┌─ Provided records

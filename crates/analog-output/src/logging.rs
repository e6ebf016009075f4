//! Logging setup

use serde::{Deserialize, Serialize};
use std::str::FromStr;
use tracing::Level;
use tracing_subscriber::FmtSubscriber;

use crate::OutputError;

/// Log line format
#[derive(Debug, Clone, Copy, Default, PartialEq, Eq, Serialize, Deserialize)]
#[serde(rename_all = "lowercase")]
pub enum LogFormat {
    /// Human-readable lines
    #[default]
    Text,
    /// One JSON object per line
    Json,
}

/// Logging configuration
#[derive(Debug, Clone, PartialEq, Eq, Serialize, Deserialize)]
#[serde(default)]
pub struct LoggingConfig {
    /// Maximum level: trace, debug, info, warn or error
    pub level: String,
    /// Output format
    pub format: LogFormat,
}

impl Default for LoggingConfig {
    fn default() -> Self {
        Self {
            level: "info".to_string(),
            format: LogFormat::Text,
        }
    }
}

impl LoggingConfig {
    /// Parse the configured level
    pub fn max_level(&self) -> Result<Level, OutputError> {
        Level::from_str(&self.level)
            .map_err(|_| OutputError::Logging(format!("unknown log level '{}'", self.level)))
    }
}

/// Initialize the global tracing subscriber
pub fn init_logging(config: &LoggingConfig) -> Result<(), OutputError> {
    let level = config.max_level()?;
    let builder = FmtSubscriber::builder()
        .with_max_level(level)
        .with_target(true);

    let installed = match config.format {
        LogFormat::Text => tracing::subscriber::set_global_default(builder.finish()),
        LogFormat::Json => tracing::subscriber::set_global_default(builder.json().finish()),
    };
    installed.map_err(|e| OutputError::Logging(e.to_string()))
}
//! Channel-based sink implementation.

use crossbeam_channel::{Sender, TrySendError};
use tracing::debug;

use crate::{Sink, SinkError};

/// A sink that forwards each chunk over a bounded crossbeam channel.
///
/// Never blocks the drain thread: a full channel accepts nothing (the chunk
/// counts as dropped) and a dropped receiver is a fatal disconnect.
#[derive(Debug)]
pub struct ChannelSink<T> {
    name: String,
    sender: Sender<Vec<T>>,
}

impl<T> ChannelSink<T> {
    /// Creates a new channel sink with the given sender
    pub fn new(sender: Sender<Vec<T>>) -> Self {
        Self::with_name("channel", sender)
    }

    /// Creates a new channel sink with a custom name
    pub fn with_name(name: impl Into<String>, sender: Sender<Vec<T>>) -> Self {
        Self {
            name: name.into(),
            sender,
        }
    }
}

impl<T: Copy + Send> Sink<T> for ChannelSink<T> {
    fn name(&self) -> &str {
        &self.name
    }

    fn write_chunk(&self, chunk: &[T]) -> Result<usize, SinkError> {
        match self.sender.try_send(chunk.to_vec()) {
            Ok(()) => Ok(chunk.len()),
            Err(TrySendError::Full(_)) => {
                debug!("Channel sink '{}' full, dropping chunk", self.name);
                Ok(0)
            }
            Err(TrySendError::Disconnected(_)) => {
                Err(SinkError::disconnected("channel receiver dropped"))
            }
        }
    }
}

└─

Give the data again in full, keeping every line as it was.

_Expected answer_:
filename crates/analog-output/src/logging.rs
repository e6ebf016009075f4
//! Logging setup

use serde::{Deserialize, Serialize};
use std::str::FromStr;
use tracing::Level;
use tracing_subscriber::FmtSubscriber;

use crate::OutputError;

/// Log line format
#[derive(Debug, Clone, Copy, Default, PartialEq, Eq, Serialize, Deserialize)]
#[serde(rename_all = "lowercase")]
pub enum LogFormat {
    /// Human-readable lines
    #[default]
    Text,
    /// One JSON object per line
    Json,
}

/// Logging configuration
#[derive(Debug, Clone, PartialEq, Eq, Serialize, Deserialize)]
#[serde(default)]
pub struct LoggingConfig {
    /// Maximum level: trace, debug, info, warn or error
    pub level: String,
    /// Output format
    pub format: LogFormat,
}

impl Default for LoggingConfig {
    fn default() -> Self {
        Self {
            level: "info".to_string(),
            format: LogFormat::Text,
        }
    }
}

impl LoggingConfig {
    /// Parse the configured level
    pub fn max_level(&self) -> Result<Level, OutputError> {
        Level::from_str(&self.level)
            .map_err(|_| OutputError::Logging(format!("unknown log level '{}'", self.level)))
    }
}

/// Initialize the global tracing subscriber
pub fn init_logging(config: &LoggingConfig) -> Result<(), OutputError> {
    let level = config.max_level()?;
    let builder = FmtSubscriber::builder()
        .with_max_level(level)
        .with_target(true);

    let installed = match config.format {
        LogFormat::Text => tracing::subscriber::set_global_default(builder.finish()),
        LogFormat::Json => tracing::subscriber::set_global_default(builder.json().finish()),
    };
    installed.map_err(|e| OutputError::Logging(e.to_string()))
}
//! Channel-based sink implementation.

use crossbeam_channel::{Sender, TrySendError};
use tracing::debug;

use crate::{Sink, SinkError};

/// A sink that forwards each chunk over a bounded crossbeam channel.
///
/// Never blocks the drain thread: a full channel accepts nothing (the chunk
/// counts as dropped) and a dropped receiver is a fatal disconnect.
#[derive(Debug)]
pub struct ChannelSink<T> {
    name: String,
    sender: Sender<Vec<T>>,
}

impl<T> ChannelSink<T> {
    /// Creates a new channel sink with the given sender
    pub fn new(sender: Sender<Vec<T>>) -> Self {
        Self::with_name("channel", sender)
    }

    /// Creates a new channel sink with a custom name
    pub fn with_name(name: impl Into<String>, sender: Sender<Vec<T>>) -> Self {
        Self {
            name: name.into(),
            sender,
        }
    }
}

impl<T: Copy + Send> Sink<T> for ChannelSink<T> {
    fn name(&self) -> &str {
        &self.name
    }

    fn write_chunk(&self, chunk: &[T]) -> Result<usize, SinkError> {
        match self.sender.try_send(chunk.to_vec()) {
            Ok(()) => Ok(chunk.len()),
            Err(TrySendError::Full(_)) => {
                debug!("Channel sink '{}' full, dropping chunk", self.name);
                Ok(0)
            }
            Err(TrySendError::Disconnected(_)) => {
                Err(SinkError::disconnected("channel receiver dropped"))
            }
        }
    }
}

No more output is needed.